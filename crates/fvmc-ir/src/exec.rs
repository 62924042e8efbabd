//! A tree-walking executor for compiled modules.
//!
//! Pointers are plain addresses into a flat byte arena, so the executed code
//! and the host imports share one memory. Integers are stored little-endian.

use crate::{builder::mask, BinOp, FuncId, FunctionData, InstKind, Module, Type, UnOp, Value};
use fvmc_backend::{
    eyre::{bail, ensure, eyre},
    IntCC, Result, U256,
};
use rustc_hash::FxHashMap;

/// The address of the first arena byte. Nonzero so null pointers stay
/// invalid.
pub const ARENA_BASE: u64 = 0x1000;

/// Flat byte memory shared by the executed module and its host imports.
#[derive(Debug, Default)]
pub struct Mem {
    bytes: Vec<u8>,
}

impl Mem {
    /// Bump-allocates `size` bytes and returns their address.
    pub fn alloc(&mut self, size: u64, align: u64) -> u64 {
        let top = ARENA_BASE + self.bytes.len() as u64;
        let addr = top.next_multiple_of(align.max(1));
        self.bytes.resize((addr - ARENA_BASE + size) as usize, 0);
        addr
    }

    pub fn read(&self, addr: u64, len: usize) -> Result<&[u8]> {
        let start = addr
            .checked_sub(ARENA_BASE)
            .ok_or_else(|| eyre!("read below arena: {addr:#x}"))? as usize;
        self.bytes
            .get(start..start + len)
            .ok_or_else(|| eyre!("read out of arena: {addr:#x}+{len}"))
    }

    pub fn write(&mut self, addr: u64, data: &[u8]) -> Result<()> {
        let start = addr
            .checked_sub(ARENA_BASE)
            .ok_or_else(|| eyre!("write below arena: {addr:#x}"))? as usize;
        let slot = self
            .bytes
            .get_mut(start..start + data.len())
            .ok_or_else(|| eyre!("write out of arena: {addr:#x}+{}", data.len()))?;
        slot.copy_from_slice(data);
        Ok(())
    }

    /// Reads a little-endian integer of `len` bytes.
    pub fn read_int(&self, addr: u64, len: usize) -> Result<U256> {
        let mut bytes = [0u8; 32];
        bytes[..len].copy_from_slice(self.read(addr, len)?);
        Ok(U256::from_le_bytes(bytes))
    }

    /// Writes the low `len` bytes of `value`, little-endian.
    pub fn write_int(&mut self, addr: u64, len: usize, value: U256) -> Result<()> {
        let bytes = value.to_le_bytes::<32>();
        self.write(addr, &bytes[..len])
    }
}

/// Resolver for calls to imported functions.
pub trait Imports {
    fn call(&mut self, mem: &mut Mem, name: &str, args: &[U256]) -> Result<Option<U256>>;
}

/// Executes functions of one [`Module`].
pub struct Executor<'a> {
    module: &'a Module,
    pub mem: Mem,
    globals: FxHashMap<&'a str, u64>,
    fuel: u64,
}

impl<'a> Executor<'a> {
    pub fn new(module: &'a Module) -> Self {
        let mut mem = Mem::default();
        let mut globals = FxHashMap::default();
        for global in &module.globals {
            let addr = mem.alloc(global.ty.size(), 16);
            mem.write_int(addr, global.ty.size() as usize, U256::from(global.init))
                .expect("fresh global");
            globals.insert(global.name.as_str(), addr);
        }
        Self { module, mem, globals, fuel: 50_000_000 }
    }

    pub fn set_fuel(&mut self, fuel: u64) {
        self.fuel = fuel;
    }

    pub fn global_addr(&self, name: &str) -> Option<u64> {
        self.globals.get(name).copied()
    }

    /// Runs `name` with `args`, returning its return value.
    pub fn run(
        &mut self,
        imports: &mut dyn Imports,
        name: &str,
        args: &[U256],
    ) -> Result<Option<U256>> {
        let id = self
            .module
            .get_function(name)
            .ok_or_else(|| eyre!("no function named `{name}`"))?;
        self.run_function(imports, id, args)
    }

    fn run_function(
        &mut self,
        imports: &mut dyn Imports,
        func: FuncId,
        args: &[U256],
    ) -> Result<Option<U256>> {
        let module = self.module;
        let f = module.function(func);
        if f.is_import() {
            return imports.call(&mut self.mem, &f.name, args);
        }
        ensure!(args.len() == f.params.len(), "bad arity calling `{}`", f.name);

        let mut regs: Vec<Option<U256>> = vec![None; f.insts.len()];
        let mut block = crate::BlockId(0);
        let mut prev: Option<crate::BlockId> = None;
        'blocks: loop {
            for &inst_id in &f.blocks[block.index()].insts {
                self.fuel = self.fuel.checked_sub(1).ok_or_else(|| eyre!("out of fuel"))?;
                let data = f.inst(inst_id);
                let result = match &data.kind {
                    InstKind::Nop => None,
                    InstKind::Binary { op, lhs, rhs } => {
                        let w = value_type(f, *lhs).bits();
                        let a = self.eval(f, &regs, args, *lhs)?;
                        let b = self.eval(f, &regs, args, *rhs)?;
                        Some(bin_op(*op, a, b, w)?)
                    }
                    InstKind::Unary { op, arg } => {
                        let w = value_type(f, *arg).bits();
                        let a = self.eval(f, &regs, args, *arg)?;
                        Some(un_op(*op, a, w))
                    }
                    InstKind::Icmp { cc, lhs, rhs } => {
                        let w = value_type(f, *lhs).bits();
                        let a = self.eval(f, &regs, args, *lhs)?;
                        let b = self.eval(f, &regs, args, *rhs)?;
                        Some(U256::from(icmp(*cc, a, b, w) as u8))
                    }
                    InstKind::Select { cond, then_value, else_value } => {
                        let c = self.eval(f, &regs, args, *cond)?;
                        let v = if !c.is_zero() { *then_value } else { *else_value };
                        Some(self.eval(f, &regs, args, v)?)
                    }
                    InstKind::Zext { arg } => Some(self.eval(f, &regs, args, *arg)?),
                    InstKind::Trunc { arg } => {
                        let v = self.eval(f, &regs, args, *arg)?;
                        Some(v & mask(data.ty.unwrap().bits()))
                    }
                    InstKind::Load { ptr } => {
                        let addr = self.eval_addr(f, &regs, args, *ptr)?;
                        let size = data.ty.unwrap().size() as usize;
                        Some(self.mem.read_int(addr, size)? & mask(data.ty.unwrap().bits()))
                    }
                    InstKind::Store { value, ptr } => {
                        let size = value_type(f, *value).size() as usize;
                        let v = self.eval(f, &regs, args, *value)?;
                        let addr = self.eval_addr(f, &regs, args, *ptr)?;
                        self.mem.write_int(addr, size, v)?;
                        None
                    }
                    InstKind::Alloca { elem, len } => {
                        let addr = self.mem.alloc(elem.size() * len, 16);
                        Some(U256::from(addr))
                    }
                    InstKind::Gep { elem, ptr, offset } => {
                        let base = self.eval_addr(f, &regs, args, *ptr)?;
                        let off = low_i64(self.eval(f, &regs, args, *offset)?);
                        let addr = base.wrapping_add(off.wrapping_mul(elem.size() as i64) as u64);
                        Some(U256::from(addr))
                    }
                    InstKind::Call { func: callee, args: call_args } => {
                        let mut vals = Vec::with_capacity(call_args.len());
                        for &arg in call_args {
                            vals.push(self.eval(f, &regs, args, arg)?);
                        }
                        let ret = self.run_function(imports, *callee, &vals)?;
                        match (ret, data.ty) {
                            (Some(v), Some(ty)) => Some(v & mask(ty.bits())),
                            (None, None) => None,
                            _ => bail!("return arity mismatch calling `{}`", module.function(*callee).name),
                        }
                    }
                    InstKind::Phi { incoming } => {
                        let from = prev.ok_or_else(|| eyre!("phi in entry block"))?;
                        let (v, _) = incoming
                            .iter()
                            .find(|(_, b)| *b == from)
                            .ok_or_else(|| eyre!("phi has no incoming for predecessor"))?;
                        Some(self.eval(f, &regs, args, *v)?)
                    }
                    InstKind::Br { dest } => {
                        prev = Some(block);
                        block = *dest;
                        continue 'blocks;
                    }
                    InstKind::Brif { cond, then_block, else_block } => {
                        let c = self.eval(f, &regs, args, *cond)?;
                        prev = Some(block);
                        block = if !c.is_zero() { *then_block } else { *else_block };
                        continue 'blocks;
                    }
                    InstKind::Switch { index, default, targets } => {
                        let v = self.eval(f, &regs, args, *index)?;
                        prev = Some(block);
                        block = targets
                            .iter()
                            .find(|(case, _)| v == U256::from(*case))
                            .map_or(*default, |(_, b)| *b);
                        continue 'blocks;
                    }
                    InstKind::Ret { value } => {
                        return match value {
                            Some(v) => Ok(Some(self.eval(f, &regs, args, *v)?)),
                            None => Ok(None),
                        };
                    }
                    InstKind::Unreachable => {
                        bail!("reached `unreachable` in `{}`", f.name)
                    }
                };
                regs[inst_id.index()] = result;
            }
            bail!("block `{}` of `{}` fell through", f.blocks[block.index()].name, f.name);
        }
    }

    fn eval(
        &self,
        f: &FunctionData,
        regs: &[Option<U256>],
        args: &[U256],
        value: Value,
    ) -> Result<U256> {
        match value {
            Value::Param(i) => Ok(args[i as usize]),
            Value::Inst(id) => {
                regs[id.index()].ok_or_else(|| eyre!("use of unevaluated value in `{}`", f.name))
            }
            Value::Const(id) => match f.consts[id.index()].kind {
                crate::ConstKind::Int(v) => Ok(v),
                crate::ConstKind::Undef => bail!("use of undef value in `{}`", f.name),
            },
            Value::Global(i) => {
                let name = &self.module.globals[i as usize].name;
                Ok(U256::from(self.globals[name.as_str()]))
            }
        }
    }

    fn eval_addr(
        &self,
        f: &FunctionData,
        regs: &[Option<U256>],
        args: &[U256],
        value: Value,
    ) -> Result<u64> {
        let v = self.eval(f, regs, args, value)?;
        v.try_into().map_err(|_| eyre!("pointer out of range: {v}"))
    }
}

fn value_type(f: &FunctionData, value: Value) -> Type {
    match value {
        Value::Param(i) => f.params[i as usize],
        Value::Inst(id) => f.inst(id).ty.expect("value of void instruction"),
        Value::Const(id) => f.consts[id.index()].ty,
        Value::Global(_) => Type::Ptr,
    }
}

fn low_i64(v: U256) -> i64 {
    v.as_limbs()[0] as i64
}

fn to_i128(v: U256, bits: u32) -> i128 {
    debug_assert!(bits <= 128);
    let lo: u128 = (v & mask(128)).to();
    if bits == 128 {
        lo as i128
    } else if v.bit(bits as usize - 1) {
        (lo | (u128::MAX << bits)) as i128
    } else {
        lo as i128
    }
}

fn from_i128(v: i128, bits: u32) -> U256 {
    U256::from(v as u128) & mask(bits)
}

fn bin_op(op: BinOp, a: U256, b: U256, bits: u32) -> Result<U256> {
    let m = mask(bits);
    Ok(match op {
        BinOp::Add => a.wrapping_add(b) & m,
        BinOp::Sub => a.wrapping_sub(b) & m,
        BinOp::Mul => a.wrapping_mul(b) & m,
        BinOp::UDiv => {
            ensure!(!b.is_zero(), "division by zero");
            a / b
        }
        BinOp::URem => {
            ensure!(!b.is_zero(), "division by zero");
            a % b
        }
        BinOp::SDiv => {
            ensure!(!b.is_zero(), "division by zero");
            ensure!(bits <= 128, "sdiv wider than 128 bits");
            let (a, b) = (to_i128(a, bits), to_i128(b, bits));
            from_i128(a.checked_div(b).unwrap_or(a), bits)
        }
        BinOp::SRem => {
            ensure!(!b.is_zero(), "division by zero");
            ensure!(bits <= 128, "srem wider than 128 bits");
            let (a, b) = (to_i128(a, bits), to_i128(b, bits));
            from_i128(a.checked_rem(b).unwrap_or(0), bits)
        }
        BinOp::And => a & b,
        BinOp::Or => a | b,
        BinOp::Xor => a ^ b,
        BinOp::Shl => {
            let s = shift_amount(b);
            if s >= bits as usize {
                U256::ZERO
            } else {
                (a << s) & m
            }
        }
        BinOp::LShr => {
            let s = shift_amount(b);
            if s >= bits as usize {
                U256::ZERO
            } else {
                a >> s
            }
        }
    })
}

fn shift_amount(v: U256) -> usize {
    if v > U256::from(256u16) {
        256
    } else {
        v.as_limbs()[0] as usize
    }
}

fn un_op(op: UnOp, a: U256, bits: u32) -> U256 {
    match op {
        UnOp::Not => a ^ mask(bits),
        UnOp::Bswap => {
            debug_assert_eq!(bits % 8, 0);
            let mut bytes = a.to_le_bytes::<32>();
            bytes[..bits as usize / 8].reverse();
            U256::from_le_bytes(bytes)
        }
        UnOp::Ctlz => U256::from(a.leading_zeros() as u64 - (256 - bits) as u64),
    }
}

fn icmp(cc: IntCC, a: U256, b: U256, bits: u32) -> bool {
    let flip = |v: U256| v ^ (U256::from(1u8) << (bits as usize - 1));
    match cc {
        IntCC::Equal => a == b,
        IntCC::NotEqual => a != b,
        IntCC::UnsignedLessThan => a < b,
        IntCC::UnsignedGreaterThanOrEqual => a >= b,
        IntCC::UnsignedGreaterThan => a > b,
        IntCC::UnsignedLessThanOrEqual => a <= b,
        IntCC::SignedLessThan => flip(a) < flip(b),
        IntCC::SignedGreaterThanOrEqual => flip(a) >= flip(b),
        IntCC::SignedGreaterThan => flip(a) > flip(b),
        IntCC::SignedLessThanOrEqual => flip(a) <= flip(b),
    }
}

-------

ACTIVITY:
Output each line exactly, from the first line of the data down to the line that contains "the executed code", both included.

RESPONSE:
filename crates/fvmc-ir/src/exec.rs
repository 62924042e8efbabd
//! A tree-walking executor for compiled modules.
//!
//! Pointers are plain addresses into a flat byte arena, so the executed code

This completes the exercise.